However, since this makes the transformation-table less readable,
:py:mod:`DHParser.transform` provides the
:py:func:`DHParser.transform.transformation_factory`-decorator that
must be added to the definition of transformation functions that
have further arguments after the `path`-argument. Example::

    >>> from collections.abc import Callable
    >>> from DHParser.transform import transformation_factory
    >>> @transformation_factory
    ... def remove_children_if(path: Path, condition: Callable):
    ...     node = path[-1]
    ...     if node.children:
    ...         node.result = tuple(c for c in node.children if not condition(path + [c]))

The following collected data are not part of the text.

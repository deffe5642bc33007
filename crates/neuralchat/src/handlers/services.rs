//! Service and model discovery.

use axum::Json;
use axum::extract::{Query, State};
use axum::http::HeaderMap;
use axum::response::{IntoResponse, Response};
use neuralchat_types::{AUTO_SERVICE, ModelsResponse, ProviderKind, ServicesResponse};
use serde::Deserialize;
use tracing::warn;

use crate::llm::RequestCredentials;
use crate::response;
use crate::server::AppState;

#[derive(Deserialize)]
pub struct ModelsQuery {
    service: Option<String>,
}

/// GET /services
///
/// `auto` followed by every provider usable with the caller's credentials,
/// or an empty list when none is.
pub async fn list_services(
    State(state): State<AppState>,
    headers: HeaderMap,
) -> Json<ServicesResponse> {
    let request = RequestCredentials::from_headers(&headers);
    let providers = state.providers.resolve(&request);

    let services = if providers.is_empty() {
        Vec::new()
    } else {
        std::iter::once(AUTO_SERVICE.to_string())
            .chain(providers.iter().map(|p| p.kind().id().to_string()))
            .collect()
    };

    Json(ServicesResponse { services })
}

/// GET /models?service=NAME
pub async fn list_models(
    State(state): State<AppState>,
    headers: HeaderMap,
    Query(query): Query<ModelsQuery>,
) -> Response {
    let name = query.service.unwrap_or_default();
    let Ok(kind) = name.parse::<ProviderKind>() else {
        return response::bad_request(format!("Unknown service '{name}'")).into_response();
    };
    Json(models_for(&state, &headers, kind).await).into_response()
}

/// GET /cerebras-models
pub async fn list_cerebras_models(
    State(state): State<AppState>,
    headers: HeaderMap,
) -> Json<ModelsResponse> {
    Json(models_for(&state, &headers, ProviderKind::Cerebras).await)
}

async fn models_for(state: &AppState, headers: &HeaderMap, kind: ProviderKind) -> ModelsResponse {
    let curated = || kind.curated_models().iter().map(|m| m.to_string()).collect();

    let request = RequestCredentials::from_headers(headers);
    let models = match state.providers.resolve_one(kind, &request) {
        Some(provider) => provider.list_models().await.unwrap_or_else(|e| {
            warn!(provider = kind.display_name(), error = %e, "Model listing failed, using curated list");
            curated()
        }),
        None => curated(),
    };

    ModelsResponse { models }
}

The decorator must be parameterized with the type of the second
argument, unless this argument has already been annotated with the type.
Now, it is possible to rewrite the transformation table above as::

    >>> trans_table = {"*": remove_children_if(is_empty)}

While the transformations with parameters in transformation table look
like functions calls where the first argument is missing, they are
actually calls to the transformation_factory decorator that returns a
partial function where all arguments are fixed except the
"paths"-argument at the beginning of the argument sequence. However,
transformation functions with parameters can still be called like
regular functions, if the first parameter is given. In this case the
``transformation_factory``-decorator simply passes the the call through
to the original function. The ``transformation_factory``-decorator::

    >>> from DHParser.nodetree import parse_sxpr
    >>> from DHParser.transform import content_matches
    >>> tree = parse_sxpr('(WORT "hallo")')
    >>> content_matches([tree], r'\w+')
    True
    >>> type(content_matches(r'\w+'))
    <class 'functools.partial'>


The distinction between function call and partial function generation
is made on the basis of the type of the first argument.
If the first argument is of type ``Path`` (defined as ``List[Node]``)
the call is passed through, otherwise a partial function is generated.
This places some subtle restrictions on the type of the first parameter
(i.e. second argument) of a parameterized transformation function in so
far as this must not be a type that could be mistaken for the type
``Path`` of a subtype of ``Path``. As a rule of thumb it is advisable
to avoid lists as types of the first parameter (or second argument,
respectively) and use tuples or sets instead if a container type is needed.

While this technical background may sound complicated, there is in fact little
need to worry. For, parameterized transformation functions have turned
out to be easy and intuitive to handle in practice.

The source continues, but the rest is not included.